O menino que fugiu com o carrinho de doces não foi feliz, mas só depois de eras acabou percebendo o equívoco. “E se tivesse sido a experiência com o circo? Haveria de ser diferente? Creio que não”, ele até pondera vez ou outra na brincadeira de compor histórias que não foram suas. Alto, sério, destoando das cores que carrega numa mínima velocidade para ser bem percebido, hoje o homem se denomina apenas vendedor informal. Mal sabe o impacto que causa ao se movimentar e fazer continuar os dias. Nessa semana, não houve uma vez em que sai sem vê-lo em alguma das ruas do Centro e não teve um momento em que ele não inspirasse doçura, não por sorrisos - pois nunca os distribui - mas pelo fato de estar fazendo parte das imagens que permanecem.

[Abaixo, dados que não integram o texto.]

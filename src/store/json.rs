//! Per-run JSON dump of extracted records.
//!
//! Each journal run writes the records it extracted, before any merging,
//! to `{data_dir}/runs/{date}/{publisher}_{journal}.json` as an array of
//! `[volume_issue, [title, authors, abstract]]` elements. A second run on
//! the same day replaces the file.

use crate::error::StoreError;
use crate::models::{JournalProfile, RawPaper, Record};
use crate::utils::slugify;
use chrono::NaiveDate;
use std::path::{Path, PathBuf};
use tokio::fs;
use tracing::{error, info, instrument};

/// Write a journal run's records to its dated JSON file.
///
/// # Arguments
///
/// * `data_dir` - Base data directory
/// * `profile` - The journal the records belong to
/// * `records` - Extracted records, in extraction order
/// * `date` - Run date naming the subdirectory
///
/// # Returns
///
/// The path written, or an error if directory creation or writing fails.
#[instrument(level = "info", skip_all, fields(journal = %profile.label(), records = records.len()))]
pub async fn write_run_json(
    data_dir: &Path,
    profile: &JournalProfile,
    records: &[Record],
    date: NaiveDate,
) -> Result<PathBuf, StoreError> {
    let papers: Vec<RawPaper> = records.iter().map(RawPaper::from).collect();
    let json = serde_json::to_string(&papers)?;

    let run_dir = data_dir.join("runs").join(date.to_string());
    if let Err(e) = fs::create_dir_all(&run_dir).await {
        error!(run_dir = %run_dir.display(), error = %e, "Failed to create run dir");
        return Err(StoreError::Io {
            path: run_dir,
            source: e,
        });
    }

    let path = run_dir.join(format!(
        "{}_{}.json",
        profile.publisher.id(),
        slugify(&profile.journal_key)
    ));
    fs::write(&path, json).await.map_err(|source| StoreError::Io {
        path: path.clone(),
        source,
    })?;
    info!(path = %path.display(), "Wrote run JSON");

    Ok(path)
}

#[cfg(test)]
mod tests {
    use super::*;
    use crate::models::{IssueLayout, Publisher};

    fn profile() -> JournalProfile {
        JournalProfile {
            publisher: Publisher::Aea,
            journal_key: "aer".to_string(),
            url_key: "aer".to_string(),
            display_name: "American Economic Review".to_string(),
            issue_layout: IssueLayout::PerVolume(12),
            latest_volume: Some(114),
        }
    }

    #[tokio::test]
    async fn test_write_run_json_layout_and_shape() {
        let dir = tempfile::tempdir().unwrap();
        let records = vec![Record {
            volume_issue: "Volume 114, Issue 3".to_string(),
            title: "Trade".to_string(),
            authors: "Jane Doe".to_string(),
            abstract_text: "We study trade.".to_string(),
            metrics: Some("Metrics NA".to_string()),
        }];
        let date = NaiveDate::from_ymd_opt(2025, 5, 6).unwrap();

        let path = write_run_json(dir.path(), &profile(), &records, date)
            .await
            .unwrap();
        assert_eq!(path, dir.path().join("runs/2025-05-06/aea_aer.json"));

        let text = std::fs::read_to_string(&path).unwrap();
        assert_eq!(
            text,
            r#"[["Volume 114, Issue 3",["Trade","Jane Doe","We study trade.","Metrics NA"]]]"#
        );
    }

    #[tokio::test]
    async fn test_empty_run_writes_empty_array() {
        let dir = tempfile::tempdir().unwrap();
        let date = NaiveDate::from_ymd_opt(2025, 1, 2).unwrap();
        let path = write_run_json(dir.path(), &profile(), &[], date).await.unwrap();
        assert_eq!(std::fs::read_to_string(path).unwrap(), "[]");
    }
}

sábado, 22 de janeiro de 2011

E(in)terna busca

Tenho andado ocupada na tentativa de desvendar o motivo que me leva a - mesmo depois de tantas translações e rotações – agir vez ou outra tão igual à menina de olhos curiosos que tem como entretenimento juntar tampinhas de  garrafas de cerveja durante a festa e guardá-las no copo plástico, supondo não serem apenas pequenos objetos metálicos, mas um tesouro.

terça-feira, 18 de janeiro de 2011

Meio Zé

Naquela manhã, ele acordou meio Zé, refletindo sobre cenas da TV que vira antes de pegar no sono. Elas não paravam de circular por entre seus pensamentos matutinos e as broinhas de milho que comia junto com café. Há décadas ouvindo que início de ano é momento oportuno para recomeçar, ele fez uma triste analogia. Recomeçar mesmo só aquelas pessoas que sobraram das enchentes e tragédias fariam. Elas não têm mais paisagem, carro, casa, família, celular, cachorro, álbum de fotos.